16.6.13

Feiticeira Inverno

O seu elemento era o ar. Mas as suas maiores epifanias e o seu quase nirvana se davam na água do banho. Tudo era planejado: a temperatura, a luz do entardecer, a música alta no rádio.
Escorria a água quente na pele cansada e o som do suspiro casava com perfeição com o ambiente. Formava-se a espuma na pele aquecida e o som da respiração cadenciava. Molhavam os cabelos grudados na pele delicada e o som da água envolvia.

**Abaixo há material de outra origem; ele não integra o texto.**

//! Expression precedence and disambiguation.

use javelin_ir::{BinaryOp, Literal, RefMode, Tree, UnaryOp};
use pretty_assertions::assert_eq;

use super::{first_expr, first_method_stats, parse_clean, parse_expr_clean, parse_source, spelling};
use crate::ParserConfig;

#[test]
fn assignment_is_outermost_ternary_next() {
    let (out, expr) = parse_expr_clean("a = b ? c : d + e * f");
    let Tree::Assign { target, value } = out.arena.kind(expr) else {
        panic!("expected assignment at the root, got {:?}", out.arena.kind(expr));
    };
    assert!(matches!(out.arena.kind(*target), Tree::Ident { .. }));
    let Tree::Conditional { else_expr, .. } = out.arena.kind(*value) else {
        panic!("expected conditional as assignment value");
    };
    // d + e * f: multiplication strictly inside addition
    let Tree::Binary {
        op: BinaryOp::Add,
        rhs,
        ..
    } = out.arena.kind(*else_expr)
    else {
        panic!("expected addition in the else branch");
    };
    assert!(matches!(
        out.arena.kind(*rhs),
        Tree::Binary {
            op: BinaryOp::Mul,
            ..
        }
    ));
}

#[test]
fn left_associative_same_precedence() {
    let (out, expr) = parse_expr_clean("x = a - b - c");
    let Tree::Assign { value, .. } = out.arena.kind(expr) else {
        panic!("expected assignment");
    };
    // (a - b) - c
    let Tree::Binary {
        op: BinaryOp::Sub,
        lhs,
        rhs,
    } = out.arena.kind(*value)
    else {
        panic!("expected subtraction");
    };
    assert!(matches!(
        out.arena.kind(*lhs),
        Tree::Binary {
            op: BinaryOp::Sub,
            ..
        }
    ));
    assert!(matches!(out.arena.kind(*rhs), Tree::Ident { .. }));
}

#[test]
fn instanceof_binds_tighter_than_logical_and() {
    let (out, expr) = parse_expr_clean("r = x instanceof List && y");
    let Tree::Assign { value, .. } = out.arena.kind(expr) else {
        panic!("expected assignment");
    };
    let Tree::Binary {
        op: BinaryOp::And,
        lhs,
        ..
    } = out.arena.kind(*value)
    else {
        panic!("expected && at the top");
    };
    assert!(matches!(out.arena.kind(*lhs), Tree::InstanceOf { .. }));
}

#[test]
fn cast_of_identifier_type() {
    let (out, expr) = parse_expr_clean("y = (Widget) x");
    let Tree::Assign { value, .. } = out.arena.kind(expr) else {
        panic!("expected assignment");
    };
    let Tree::TypeCast { cast_type, expr } = out.arena.kind(*value) else {
        panic!("expected cast, got {:?}", out.arena.kind(*value));
    };
    assert!(matches!(out.arena.kind(*cast_type), Tree::Ident { .. }));
    assert!(matches!(out.arena.kind(*expr), Tree::Ident { .. }));
}

#[test]
fn parenthesized_expression_statement() {
    let (out, expr) = parse_expr_clean("(x)");
    assert!(matches!(out.arena.kind(expr), Tree::Paren { .. }));
}

#[test]
fn implicit_lambda_single_param() {
    let (out, expr) = parse_expr_clean("f = (x) -> x");
    let Tree::Assign { value, .. } = out.arena.kind(expr) else {
        panic!("expected assignment");
    };
    let Tree::Lambda {
        params,
        explicit_params,
        ..
    } = out.arena.kind(*value)
    else {
        panic!("expected lambda, got {:?}", out.arena.kind(*value));
    };
    assert!(!explicit_params);
    assert_eq!(out.arena.items(*params).len(), 1);
}

#[test]
fn explicit_lambda_typed_param() {
    let (out, expr) = parse_expr_clean("f = (int x) -> x");
    let Tree::Assign { value, .. } = out.arena.kind(expr) else {
        panic!("expected assignment");
    };
    let Tree::Lambda {
        params,
        explicit_params,
        ..
    } = out.arena.kind(*value)
    else {
        panic!("expected lambda");
    };
    assert!(explicit_params);
    let param = out.arena.items(*params)[0];
    assert!(matches!(
        out.arena.kind(param),
        Tree::VarDecl {
            var_type: Some(_),
            ..
        }
    ));
}

#[test]
fn implicit_lambda_two_params() {
    let (out, expr) = parse_expr_clean("f = (a, b) -> a");
    let Tree::Assign { value, .. } = out.arena.kind(expr) else {
        panic!("expected assignment");
    };
    let Tree::Lambda { params, .. } = out.arena.kind(*value) else {
        panic!("expected lambda");
    };
    assert_eq!(out.arena.items(*params).len(), 2);
}
//! Statement parsing.
//!
//! The interesting production is the block-statement disambiguation: a
//! statement starting with a name can be a labeled statement, a local
//! variable declaration, or an expression statement. It is parsed once
//! under `EXPR | TYPE`; the mode the term *ended* in (`last_mode`) plus
//! one token of lookahead decide which it was.

use javelin_diagnostic::ErrorCode;
use javelin_ir::{Name, NodeId, Tree, TokenKind};

use crate::{Feature, Mode, Parser, TreeFactory};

Era a luz, tinha certeza: era a luz. Diáfana e efêmera. Luz palpável como poesia. Que entrava pelos poros e escrevia versos como tinta no papel. Mas era também o cheiro e a maciez. Do sabonete e da própria pele. A suavidade descia em ondas nos caracóis do cabelo e nas curvas da pele.

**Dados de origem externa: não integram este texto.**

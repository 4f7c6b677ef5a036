//! Bounded-lookahead disambiguation.
//!
//! Two classifiers carry the grammar's essential ambiguity resolution:
//!
//! - [`Parser::analyze_parens`]: at `(`, decide among cast, explicit- or
//!   implicit-parameter lambda, and plain parenthesized expression by
//!   scanning forward over balanced angle brackets, annotation argument
//!   lists, and array brackets.
//! - [`Parser::is_unbound_member_ref`]: at an identifier followed by `<`,
//!   decide between a generic-type-qualified unbound method reference and
//!   a less-than comparison by finding the balancing `>` and checking the
//!   token after it.
//!
//! The pattern set below is a required minimum, not a proven-exhaustive
//! cover of the grammar; newly discovered corner cases get a regression
//! test in `tests/` before any pattern changes.

use javelin_ir::TokenKind;

use crate::{Parser, TreeFactory};

/// What a parenthesized prefix turned out to be.
#[derive(Copy, Clone, Eq, PartialEq, Debug)]
pub enum ParensResult {
    /// A cast: `(Type) expr`.
    Cast,
    /// A lambda with typed parameters: `(int x) -> ...`.
    ExplicitLambda,
    /// A lambda with inferred parameters: `(x, y) -> ...`.
    ImplicitLambda,
    /// A parenthesized expression.
    Parens,
}

impl<F: TreeFactory> Parser<'_, '_, F> {
    /// Classify the construct starting at the current `(`.
    ///
    /// Scans forward without consuming; fixed lookahead patterns resolve
    /// the common cases, and the matching `)` without a following `->`
    /// resolves the rest to a parenthesized expression.
    pub(crate) fn analyze_parens(&mut self) -> ParensResult {
        let mut depth = 0i32;
        let mut seen_type = false;
        let mut lookahead = 0usize;
        loop {
            let tk = self.peek_kind(lookahead);
            match tk {
                TokenKind::Comma => {
                    seen_type = true;
                }
                TokenKind::Extends | TokenKind::Super | TokenKind::Dot | TokenKind::Amp => {}
                TokenKind::Ques => {
                    if matches!(
                        self.peek_kind(lookahead + 1),
                        TokenKind::Extends | TokenKind::Super
                    ) {
                        // wildcard
                        seen_type = true;
                    }
                }
                TokenKind::Byte
                | TokenKind::Short
                | TokenKind::Int
                | TokenKind::Long
                | TokenKind::Float
                | TokenKind::Double
                | TokenKind::Boolean
                | TokenKind::Char => {
                    if self.peek_kind(lookahead + 1) == TokenKind::RParen {
                        // primitive type directly before ')': a cast
                        return ParensResult::Cast;
                    } else if self.peek_kind(lookahead + 1).is_lax_identifier() {
                        // primitive type then parameter name: typed lambda
                        return ParensResult::ExplicitLambda;
                    }
                }
                TokenKind::LParen => {
                    if lookahead != 0 {
                        // '(' in a non-starting position: expression parens
                        return ParensResult::Parens;
                    } else if self.peek_kind(lookahead + 1) == TokenKind::RParen {
                        // '()' can only start a lambda
                        return ParensResult::ExplicitLambda;
                    }
                }
                TokenKind::RParen => {
                    if seen_type {
                        return ParensResult::Cast;
                    }
                    // disambiguate on the token after ')'
                    return match self.peek_kind(lookahead + 1) {
                        TokenKind::Bang
                        | TokenKind::Tilde
                        | TokenKind::LParen
                        | TokenKind::This
                        | TokenKind::Super
                        | TokenKind::IntLiteral
                        | TokenKind::LongLiteral
                        | TokenKind::FloatLiteral
                        | TokenKind::DoubleLiteral
                        | TokenKind::CharLiteral
                        | TokenKind::StringLiteral
                        | TokenKind::True
                        | TokenKind::False
                        | TokenKind::Null
                        | TokenKind::New
                        | TokenKind::Identifier
                        | TokenKind::Assert
                        | TokenKind::Enum
                        | TokenKind::Underscore
                        | TokenKind::Byte
                        | TokenKind::Short
                        | TokenKind::Char
                        | TokenKind::Int
                        | TokenKind::Long
                        | TokenKind::Float
                        | TokenKind::Double
                        | TokenKind::Boolean
                        | TokenKind::Void => ParensResult::Cast,
                        _ => ParensResult::Parens,
                    };
                }
                TokenKind::Identifier | TokenKind::Assert | TokenKind::Enum
                | TokenKind::Underscore => {
                    if self.peek_kind(lookahead + 1).is_lax_identifier() {
                        // two identifiers in a row: typed lambda parameter
                        return ParensResult::ExplicitLambda;
                    } else if self.peek_kind(lookahead + 1) == TokenKind::RParen
                        && self.peek_kind(lookahead + 2) == TokenKind::Arrow
                    {
                        // Ident ')' '->': untyped lambda
                        return ParensResult::ImplicitLambda;
                    }
                    seen_type = false;
                }
                TokenKind::Final | TokenKind::Ellipsis => {
                    // modifiers and varargs only appear in parameter lists
                    return ParensResult::ExplicitLambda;
                }
                TokenKind::At => {
                    // annotation on a parameter or type: skip its name and
                    // a possible argument list, tracking paren nesting
                    seen_type = true;
                    lookahead += 1;
                    while self.peek_kind(lookahead + 1) == TokenKind::Dot {
                        lookahead += 2;
                    }
                    if self.peek_kind(lookahead + 1) == TokenKind::LParen {
                        lookahead += 1;
                        let mut nesting = 0i32;
                        loop {
                            match self.peek_kind(lookahead) {
                                TokenKind::Eof => return ParensResult::Parens,
                                TokenKind::LParen => nesting += 1,
                                TokenKind::RParen => {
                                    nesting -= 1;
                                    if nesting == 0 {
                                        break;
                                    }
                                }
                                _ => {}
                            }
                            lookahead += 1;
                        }
                    }
                }
                TokenKind::LBracket => {
                    if self.peek_kind(lookahead + 1) == TokenKind::RBracket
                        && self.peek_kind(lookahead + 2).is_lax_identifier()
                    {
                        // '[]' then a name: typed lambda parameter
                        return ParensResult::ExplicitLambda;
                    } else if self.peek_kind(lookahead + 1) == TokenKind::RBracket
                        && matches!(
                            self.peek_kind(lookahead + 2),
                            TokenKind::RParen | TokenKind::Amp
                        )
                    {
                        // '[]' then ')' or '&': array-type cast
                        return ParensResult::Cast;
                    } else if self.peek_kind(lookahead + 1) == TokenKind::RBracket {
                        seen_type = true;
                        lookahead += 1;
                    } else {
                        return ParensResult::Parens;
                    }
                }
                TokenKind::Lt => {
                    depth += 1;
                }
                TokenKind::GtGtGt | TokenKind::GtGt | TokenKind::Gt => {
                    depth -= match tk {
                        TokenKind::GtGtGt => 3,
                        TokenKind::GtGt => 2,
                        _ => 1,
                    };
                    if depth == 0 {
                        if matches!(
                            self.peek_kind(lookahead + 1),
                            TokenKind::RParen | TokenKind::Amp
                        ) {
                            // generic type then ')' or '&': a cast
                            return ParensResult::Cast;
                        } else if self.peek_kind(lookahead + 1).is_lax_identifier()
                            && self.peek_kind(lookahead + 2) == TokenKind::Comma
                        {
                            return ParensResult::ExplicitLambda;
                        } else if self.peek_kind(lookahead + 1).is_lax_identifier()
                            && self.peek_kind(lookahead + 2) == TokenKind::RParen
                            && self.peek_kind(lookahead + 3) == TokenKind::Arrow
                        {
                            return ParensResult::ExplicitLambda;
                        } else if self.peek_kind(lookahead + 1) == TokenKind::Ellipsis {
                            return ParensResult::ExplicitLambda;
                        }
                        // looks like a type, but could still be a cast to a
                        // generic type, an unbound method reference, or an
                        // explicit lambda
                        seen_type = true;
                    } else if depth < 0 {
                        // unbalanced angle brackets: not a generic type
                        return ParensResult::Parens;
                    }
                }
                _ => {
                    // includes EOF and every literal/operator
                    return ParensResult::Parens;
                }
            }
            lookahead += 1;
        }
    }

    /// Whether the identifier at the current position, followed by `<`,
    /// starts a generic-type-qualified unbound method reference rather
    /// than a comparison.
    ///
    /// Scans forward with an angle-bracket depth counter until the depth
    /// returns to zero; a following `.`, `[`, or `::` means a type.
    pub(crate) fn is_unbound_member_ref(&mut self) -> bool {
        let mut depth = 0i32;
        let mut pos = 0usize;
        loop {
            let tk = self.peek_kind(pos);
            match tk {
                TokenKind::Identifier
                | TokenKind::Underscore
                | TokenKind::Ques
                | TokenKind::Extends
                | TokenKind::Super
                | TokenKind::Dot
                | TokenKind::RBracket
                | TokenKind::LBracket
                | TokenKind::Comma
                | TokenKind::Byte
                | TokenKind::Short
                | TokenKind::Int
                | TokenKind::Long
                | TokenKind::Float
                | TokenKind::Double
                | TokenKind::Boolean
                | TokenKind::Char
                | TokenKind::At => {}
                TokenKind::LParen => {
                    // skip annotation argument lists
                    let mut nesting = 0i32;
                    loop {
                        match self.peek_kind(pos) {
                            TokenKind::Eof => return false,
                            TokenKind::LParen => nesting += 1,
                            TokenKind::RParen => {
                                nesting -= 1;
                                if nesting == 0 {
                                    break;
                                }
                            }
                            _ => {}
                        }
                        pos += 1;
                    }
                }
                TokenKind::Lt => depth += 1,
                TokenKind::GtGtGt | TokenKind::GtGt | TokenKind::Gt => {
                    depth -= match tk {
                        TokenKind::GtGtGt => 3,
                        TokenKind::GtGt => 2,
                        _ => 1,
                    };
                    if depth == 0 {
                        return matches!(
                            self.peek_kind(pos + 1),
                            TokenKind::Dot | TokenKind::LBracket | TokenKind::ColCol
                        );
                    }
                }
                _ => return false,
            }
            pos += 1;
        }
    }
}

Acontecia o ritual. Fora, a água levava o velho. Dentro, a energia movimentava o novo. Espalhava-se o calor. De cada poro até o coração. Coração de folhas secas e ventos de outono, frio de inverno. Coração de tanto amor que não sabia amar um alguém.
Enquanto a toalha tocava o corpo, toda ela era coração. Toda ela músculo involuntário que pulsava no ritmo da música. Toda ela som. E assim ela sente cada sensação na intensidade máxima, cada deslizar do creme na pele macia.
Embalam-se suavemente as rendas da cortina. Contrastam nitidamente as rendas escuras da lingerie e a pérola da pele. Amarram-se suavemente as fitas, formando laços nas coxas macias. Embala-se suavemente todo o corpo.
Os pensamentos dividem-se em lembrar o que foi e imaginar o que não foi. Um verso no rádio capta a atenção e ela deseja ouvir que também ela tem ares de milonga. Sabe, lá no fundo, que tem o sabor do tango. Prolonga o êxtase do momento desembaraçando suavemente os cabelos, sentindo caírem nos ombros, enquanto a toalha vermelho-sangue escorre até o chão. Dança, no ritmo que vem da carne da alma e se espalha no ar.
Olhos semiabertos. Sempre achou que no entardecer se vê melhor porque se olha para dentro.
Enrola-se suavemente a toalha no corpo. Cala-se o rádio e os pés tocam céleres o piso frio até o quarto. Cerra-se a porta e a toalha volta a escorrer vermelha até o chão. Cessa o silêncio e a música toma o ar.
Ela acende o incenso de absinto, perfuma o ar e se reintegra ao seu elemento. Ao escurecer, dança com o incenso na mão. O perfume toma o ar. Para em frente ao espelho e se observa dançar, os movimentos da pele nua tocada pela renda. Os olhos no espelho são fogueiras. Fascínio. Toda ela é magia de absinto.
Bebe e se embriaga em mim.

Acende a vela e observa a rosa formar a sombra sedutora na parede. Pega papel e lápis. Já não pode mais. Precisa executar o feitiço e derramar as palavras como mágica no papel, para entorpecer os sentidos como as mais poderosas poções.